Breech position indicates the baby’s butt or feet are presenting first; essentially, they are right-side up rather than head-down. Around 3% to 4% of full-term newborns are in breech presentation at term, according to the American Academy of Obstetricians and Gynecologists (ACOG).
Hazards connected with a baby being in a breech position include umbilical cord prolapse (when the umbilical cord slips out before the baby) and the baby’s head getting stuck during vaginal delivery.
If a C-section is required, there are also dangers associated with the surgery, such as bleeding, damage, anesthetic difficulties, and increasing risks with future pregnancies and births.
Owing to the higher dangers associated with this presentation, a healthcare practitioner may try to adjust your baby’s position using a “version” (external cephalic version or ECV) (external cephalic version or ECV). Dr. Riley explains that for a version, the doctor or midwife will attempt to move the baby by pressing on your tummy and the baby’s head.
There are potential hazards associated with the surgery, including membrane rupture, fetal heart rate fluctuations, placental abruption, and premature labor. Thus, some individuals may not be suitable candidates for ECV due to their specific pregnancy risk factors.
What happens if your breech infant does not turn head down? While not always necessary, research indicates that it is safer to deliver a breech baby via cesarean surgery. A 2015 Cochrane review of three studies, encompassing more than 2,000 participants, indicated that planned cesareans resulted in fewer fetal deaths or serious injuries; nevertheless, they did result in more postpartum abdominal pain for the gestational parent and increased future pregnancy-related risks.
In a transverse or occiput transverse position, your baby is horizontally positioned across your uterus rather than head-up or head-down. This position enhances the possibility that the shoulder rather than the head will pass through the birth canal first.

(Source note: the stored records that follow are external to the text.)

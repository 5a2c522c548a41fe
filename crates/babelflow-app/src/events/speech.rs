use std::sync::atomic::Ordering;
use std::sync::Arc;

use babelflow_core::Language;
use babelflow_speech::{SpeechInput, SpeechOutput, Transcript};
use babelflow_types::AppEvent;
use kanal::AsyncSender;

use crate::session::TranslationSession;
use crate::state::AppState;

pub async fn handle_speak(speech_out: &Arc<dyn SpeechOutput>, text: &str, lang: Language) {
    if text.is_empty() {
        return;
    }
    if let Err(e) = speech_out.speak(text, lang.speech_locale()).await {
        tracing::warn!("speech playback failed: {e}");
    }
}

/// Start the recognizer and bridge its transcript stream back into the
/// event loop as `DictationTranscript` events.
pub async fn handle_start_dictation(
    state: &Arc<AppState>,
    speech_in: &Arc<dyn SpeechInput>,
    app_to_ui_tx: &AsyncSender<AppEvent>,
    loopback_tx: &AsyncSender<AppEvent>,
) -> anyhow::Result<()> {
    // One recognizer at a time; a second start while recording is a no-op.
    if state.dictation_active.swap(true, Ordering::SeqCst) {
        tracing::debug!("dictation already running, ignoring start");
        return Ok(());
    }

    let locale = state.source_language.read().await.speech_locale();
    let (tx, rx) = kanal::bounded_async::<Transcript>(32);

    if let Err(e) = speech_in.start(locale, tx).await {
        state.dictation_active.store(false, Ordering::SeqCst);
        tracing::warn!("dictation unavailable: {e}");
        app_to_ui_tx
            .send(AppEvent::ShowError {
                message: e.to_string(),
            })
            .await?;
        return Ok(());
    }

    tracing::info!(%locale, "dictation started");

    let loopback = loopback_tx.clone();
    let state = state.clone();
    tokio::spawn(async move {
        while let Ok(transcript) = rx.recv().await {
            let event = AppEvent::DictationTranscript {
                text: transcript.text,
                is_final: transcript.is_final,
            };
            if loopback.send(event).await.is_err() {
                break;
            }
        }
        state.dictation_active.store(false, Ordering::SeqCst);
    });

    Ok(())
}

/// Partial transcripts refresh the input box; the final transcript enters
/// the same submission path as typed text.
pub async fn handle_transcript(
    state: &Arc<AppState>,
    session: &Arc<TranslationSession>,
    app_to_ui_tx: &AsyncSender<AppEvent>,
    text: String,
    is_final: bool,
) -> anyhow::Result<()> {
    if is_final {
        tracing::debug!("final transcript: {} chars", text.len());
        // Let the UI settle the input box on the final text, then submit it
        // exactly as if it had been typed.
        app_to_ui_tx
            .send(AppEvent::DictationTranscript {
                text: text.clone(),
                is_final: true,
            })
            .await?;
        return crate::events::submit::handle_submit(state, session, text).await;
    }

    let stream_partials = {
        let config = state.config.read().await;
        config.speech.partial_results
    };
    if stream_partials {
        *state.input_text.write().await = text.clone();
        app_to_ui_tx
            .send(AppEvent::DictationTranscript {
                text,
                is_final: false,
            })
            .await?;
    }

    Ok(())
}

This is an uncommon posture for a fetus close to term. Researchers concur, however, that a C-section must be performed to avert problems such as cord prolapse, uterine rupture, and traumatic birth if this occurs.
How to Determine Whether a Baby Is Lying Down
How, then can you determine if your child is in the optimal position for delivery? During prenatal checkups, a healthcare provider will feel your abdomen with their hands. A suspected posterior, transverse, or breech position can be confirmed using ultrasonography.

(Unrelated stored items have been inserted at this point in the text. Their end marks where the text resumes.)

use kanal::AsyncSender;

/// A recognized chunk of speech. Partial transcripts refine the input box
/// while recording; the final transcript enters the translation path.
#[derive(Debug, Clone)]
pub struct Transcript {
    pub text: String,
    pub is_final: bool,
}

#[derive(Debug, thiserror::Error)]
pub enum SpeechError {
    #[error("speech engine unavailable: {0}")]
    EngineUnavailable(String),

    #[error("recognition failed: {0}")]
    RecognitionFailed(String),

    #[error("not recording")]
    NotRecording,
}

/// Text-to-speech playback. Locale tags come pre-mapped from the language
/// mapper ("fr-FR", not "French").
#[async_trait::async_trait]
pub trait SpeechOutput: Send + Sync {
    async fn speak(&self, text: &str, locale: &str) -> Result<(), SpeechError>;
    async fn pause(&self);
    async fn resume(&self);
    async fn stop(&self);
}

/// Speech-to-text capture. Transcripts stream into `sink` until `stop`.
///
/// Implementations own their retry policy (bounded by
/// `SpeechConfig::max_recognition_retries`); callers never retry.
#[async_trait::async_trait]
pub trait SpeechInput: Send + Sync {
    async fn start(&self, locale: &str, sink: AsyncSender<Transcript>) -> Result<(), SpeechError>;
    async fn stop(&self);
}

/// Playback stub for headless runs and tests; logs instead of speaking.
pub struct NullSpeechOutput;

#[async_trait::async_trait]
impl SpeechOutput for NullSpeechOutput {
    async fn speak(&self, text: &str, locale: &str) -> Result<(), SpeechError> {
        tracing::info!("speak [{}]: {}", locale, text);
        Ok(())
    }

    async fn pause(&self) {}
    async fn resume(&self) {}
    async fn stop(&self) {}
}

/// Capture stub; reports the engine as unavailable.
pub struct NullSpeechInput;

#[async_trait::async_trait]
impl SpeechInput for NullSpeechInput {
    async fn start(
        &self,
        _locale: &str,
        _sink: AsyncSender<Transcript>,
    ) -> Result<(), SpeechError> {
        Err(SpeechError::EngineUnavailable(
            "no speech engine configured".to_string(),
        ))
    }

    async fn stop(&self) {}
}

You may also determine the position of your baby based on fetal movements. For instance, newborns in a posterior position will kick the front center section of the abdomen, resulting in a flattened abdomen appearance.
In the breech position, on the other hand, you might feel kicks near your belly button if their legs are down (you may feel more normal kicks around your ribs if their legs are up) (you may feel more normal kicks around your ribs if their legs are up). What’s more, you might notice a hard bulge around your ribs; this is your baby’s head, and their whole body should move if you gently massage it.